## Record set
┏━━
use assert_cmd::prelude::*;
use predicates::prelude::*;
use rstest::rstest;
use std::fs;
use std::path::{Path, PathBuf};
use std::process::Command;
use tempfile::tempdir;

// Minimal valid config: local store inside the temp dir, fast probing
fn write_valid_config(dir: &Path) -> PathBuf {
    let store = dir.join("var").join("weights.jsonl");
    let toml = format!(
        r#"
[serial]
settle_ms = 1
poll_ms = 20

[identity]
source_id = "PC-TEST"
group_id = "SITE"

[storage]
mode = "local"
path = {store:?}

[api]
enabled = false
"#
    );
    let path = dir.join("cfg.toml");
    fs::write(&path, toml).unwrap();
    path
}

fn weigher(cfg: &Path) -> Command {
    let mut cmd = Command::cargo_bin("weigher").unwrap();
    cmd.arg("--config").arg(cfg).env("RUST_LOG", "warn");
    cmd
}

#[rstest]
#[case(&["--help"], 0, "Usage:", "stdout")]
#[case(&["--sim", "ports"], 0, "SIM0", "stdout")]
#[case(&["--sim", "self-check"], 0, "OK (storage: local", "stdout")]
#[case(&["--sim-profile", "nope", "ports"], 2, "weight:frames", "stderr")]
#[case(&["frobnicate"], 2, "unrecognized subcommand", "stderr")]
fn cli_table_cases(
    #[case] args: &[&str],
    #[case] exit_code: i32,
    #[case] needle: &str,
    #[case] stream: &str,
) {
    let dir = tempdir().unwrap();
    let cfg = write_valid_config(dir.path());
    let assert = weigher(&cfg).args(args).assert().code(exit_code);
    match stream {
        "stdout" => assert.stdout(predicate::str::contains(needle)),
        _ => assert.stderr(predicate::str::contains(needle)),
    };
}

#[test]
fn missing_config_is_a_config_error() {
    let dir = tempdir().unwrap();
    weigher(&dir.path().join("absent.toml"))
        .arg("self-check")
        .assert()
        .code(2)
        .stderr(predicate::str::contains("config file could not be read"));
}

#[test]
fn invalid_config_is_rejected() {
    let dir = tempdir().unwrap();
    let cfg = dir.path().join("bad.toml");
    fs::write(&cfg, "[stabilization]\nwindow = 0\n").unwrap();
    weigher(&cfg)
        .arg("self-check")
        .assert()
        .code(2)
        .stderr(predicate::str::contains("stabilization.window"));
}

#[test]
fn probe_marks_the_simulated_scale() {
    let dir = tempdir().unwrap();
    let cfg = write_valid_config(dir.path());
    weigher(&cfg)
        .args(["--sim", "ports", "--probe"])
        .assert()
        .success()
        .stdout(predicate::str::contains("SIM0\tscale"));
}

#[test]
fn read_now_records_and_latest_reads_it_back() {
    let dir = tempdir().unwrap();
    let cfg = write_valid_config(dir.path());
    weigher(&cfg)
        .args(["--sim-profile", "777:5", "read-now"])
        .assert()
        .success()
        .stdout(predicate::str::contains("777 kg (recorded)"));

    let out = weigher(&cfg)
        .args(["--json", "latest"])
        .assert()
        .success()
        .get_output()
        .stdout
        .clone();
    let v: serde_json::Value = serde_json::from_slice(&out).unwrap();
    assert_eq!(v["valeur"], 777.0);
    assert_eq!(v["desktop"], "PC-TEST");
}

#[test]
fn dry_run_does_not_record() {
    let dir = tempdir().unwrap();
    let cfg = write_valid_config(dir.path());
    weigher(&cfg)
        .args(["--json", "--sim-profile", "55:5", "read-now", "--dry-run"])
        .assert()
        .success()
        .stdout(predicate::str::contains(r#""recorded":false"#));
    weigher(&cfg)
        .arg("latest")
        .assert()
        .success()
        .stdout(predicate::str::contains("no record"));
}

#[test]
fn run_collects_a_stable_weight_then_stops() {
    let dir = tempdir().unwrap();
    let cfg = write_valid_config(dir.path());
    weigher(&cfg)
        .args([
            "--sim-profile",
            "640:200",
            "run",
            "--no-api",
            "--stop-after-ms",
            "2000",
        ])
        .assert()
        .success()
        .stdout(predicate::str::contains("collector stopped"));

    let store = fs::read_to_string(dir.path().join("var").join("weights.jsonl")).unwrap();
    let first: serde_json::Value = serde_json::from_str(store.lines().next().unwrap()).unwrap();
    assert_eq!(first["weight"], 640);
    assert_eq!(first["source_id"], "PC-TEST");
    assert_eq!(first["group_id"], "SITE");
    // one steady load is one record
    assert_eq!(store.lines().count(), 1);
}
┗━━
Line by line, the listing above is to be transcribed exactly.

use assert_cmd::prelude::*;
use predicates::prelude::*;
use rstest::rstest;
use std::fs;
use std::path::{Path, PathBuf};
use std::process::Command;
use tempfile::tempdir;

// Minimal valid config: local store inside the temp dir, fast probing
fn write_valid_config(dir: &Path) -> PathBuf {
    let store = dir.join("var").join("weights.jsonl");
    let toml = format!(
        r#"
[serial]
settle_ms = 1
poll_ms = 20

[identity]
source_id = "PC-TEST"
group_id = "SITE"

[storage]
mode = "local"
path = {store:?}

[api]
enabled = false
"#
    );
    let path = dir.join("cfg.toml");
    fs::write(&path, toml).unwrap();
    path
}

fn weigher(cfg: &Path) -> Command {
    let mut cmd = Command::cargo_bin("weigher").unwrap();
    cmd.arg("--config").arg(cfg).env("RUST_LOG", "warn");
    cmd
}

#[rstest]
#[case(&["--help"], 0, "Usage:", "stdout")]
#[case(&["--sim", "ports"], 0, "SIM0", "stdout")]
#[case(&["--sim", "self-check"], 0, "OK (storage: local", "stdout")]
#[case(&["--sim-profile", "nope", "ports"], 2, "weight:frames", "stderr")]
#[case(&["frobnicate"], 2, "unrecognized subcommand", "stderr")]
fn cli_table_cases(
    #[case] args: &[&str],
    #[case] exit_code: i32,
    #[case] needle: &str,
    #[case] stream: &str,
) {
    let dir = tempdir().unwrap();
    let cfg = write_valid_config(dir.path());
    let assert = weigher(&cfg).args(args).assert().code(exit_code);
    match stream {
        "stdout" => assert.stdout(predicate::str::contains(needle)),
        _ => assert.stderr(predicate::str::contains(needle)),
    };
}

#[test]
fn missing_config_is_a_config_error() {
    let dir = tempdir().unwrap();
    weigher(&dir.path().join("absent.toml"))
        .arg("self-check")
        .assert()
        .code(2)
        .stderr(predicate::str::contains("config file could not be read"));
}

#[test]
fn invalid_config_is_rejected() {
    let dir = tempdir().unwrap();
    let cfg = dir.path().join("bad.toml");
    fs::write(&cfg, "[stabilization]\nwindow = 0\n").unwrap();
    weigher(&cfg)
        .arg("self-check")
        .assert()
        .code(2)
        .stderr(predicate::str::contains("stabilization.window"));
}

#[test]
fn probe_marks_the_simulated_scale() {
    let dir = tempdir().unwrap();
    let cfg = write_valid_config(dir.path());
    weigher(&cfg)
        .args(["--sim", "ports", "--probe"])
        .assert()
        .success()
        .stdout(predicate::str::contains("SIM0\tscale"));
}

#[test]
fn read_now_records_and_latest_reads_it_back() {
    let dir = tempdir().unwrap();
    let cfg = write_valid_config(dir.path());
    weigher(&cfg)
        .args(["--sim-profile", "777:5", "read-now"])
        .assert()
        .success()
        .stdout(predicate::str::contains("777 kg (recorded)"));

    let out = weigher(&cfg)
        .args(["--json", "latest"])
        .assert()
        .success()
        .get_output()
        .stdout
        .clone();
    let v: serde_json::Value = serde_json::from_slice(&out).unwrap();
    assert_eq!(v["valeur"], 777.0);
    assert_eq!(v["desktop"], "PC-TEST");
}

#[test]
fn dry_run_does_not_record() {
    let dir = tempdir().unwrap();
    let cfg = write_valid_config(dir.path());
    weigher(&cfg)
        .args(["--json", "--sim-profile", "55:5", "read-now", "--dry-run"])
        .assert()
        .success()
        .stdout(predicate::str::contains(r#""recorded":false"#));
    weigher(&cfg)
        .arg("latest")
        .assert()
        .success()
        .stdout(predicate::str::contains("no record"));
}

#[test]
fn run_collects_a_stable_weight_then_stops() {
    let dir = tempdir().unwrap();
    let cfg = write_valid_config(dir.path());
    weigher(&cfg)
        .args([
            "--sim-profile",
            "640:200",
            "run",
            "--no-api",
            "--stop-after-ms",
            "2000",
        ])
        .assert()
        .success()
        .stdout(predicate::str::contains("collector stopped"));

    let store = fs::read_to_string(dir.path().join("var").join("weights.jsonl")).unwrap();
    let first: serde_json::Value = serde_json::from_str(store.lines().next().unwrap()).unwrap();
    assert_eq!(first["weight"], 640);
    assert_eq!(first["source_id"], "PC-TEST");
    assert_eq!(first["group_id"], "SITE");
    // one steady load is one record
    assert_eq!(store.lines().count(), 1);
}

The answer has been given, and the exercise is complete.